The expected answer comprises all lines from the entries that contain the string "path".

##############################

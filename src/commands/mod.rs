pub mod inspect;
pub mod match_entities;
pub mod overlay;

use std::path::Path;

use anyhow::{Context, Result, bail};
use tracing::info;

use entity_locator::config::{LocatorConfig, OverlayConfig};
use entity_locator::geometry::TargetDimensions;
use entity_locator::model::MatchRecord;
use entity_locator::overlay::{self as assembler, Overlay};

use crate::cli::DimensionArgs;
use crate::util::read_json;

pub(crate) fn load_config(path: Option<&Path>) -> Result<LocatorConfig> {
    let Some(path) = path else {
        return Ok(LocatorConfig::default());
    };

    let config: LocatorConfig = read_json(path)?;
    info!(path = %path.display(), "loaded locator config");
    Ok(config)
}

pub(crate) fn target_dimensions(args: &DimensionArgs) -> Result<Option<TargetDimensions>> {
    match (args.width, args.height) {
        (Some(width), Some(height)) => TargetDimensions::new(width, height, args.scale)
            .map(Some)
            .context("invalid target dimensions"),
        (None, None) => Ok(None),
        _ => bail!("--width and --height must be given together"),
    }
}

pub(crate) fn build_overlay(
    records: &[MatchRecord],
    dimensions: TargetDimensions,
    config: &OverlayConfig,
) -> Result<Overlay> {
    let records = if config.merge_overlaps {
        assembler::assemble_deduplicated(
            records,
            Some(&dimensions),
            config.confidence_threshold,
            config.overlap_threshold,
            &config.colors,
        )
    } else {
        assembler::assemble(
            records,
            Some(&dimensions),
            config.confidence_threshold,
            &config.colors,
        )
    }
    .context("failed to assemble overlay")?;

    Ok(Overlay {
        dimensions,
        records,
    })
}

##############################

• Output for this task:
use std::path::Path;
pub(crate) fn load_config(path: Option<&Path>) -> Result<LocatorConfig> {
    let Some(path) = path else {
    let config: LocatorConfig = read_json(path)?;
    info!(path = %path.display(), "loaded locator config");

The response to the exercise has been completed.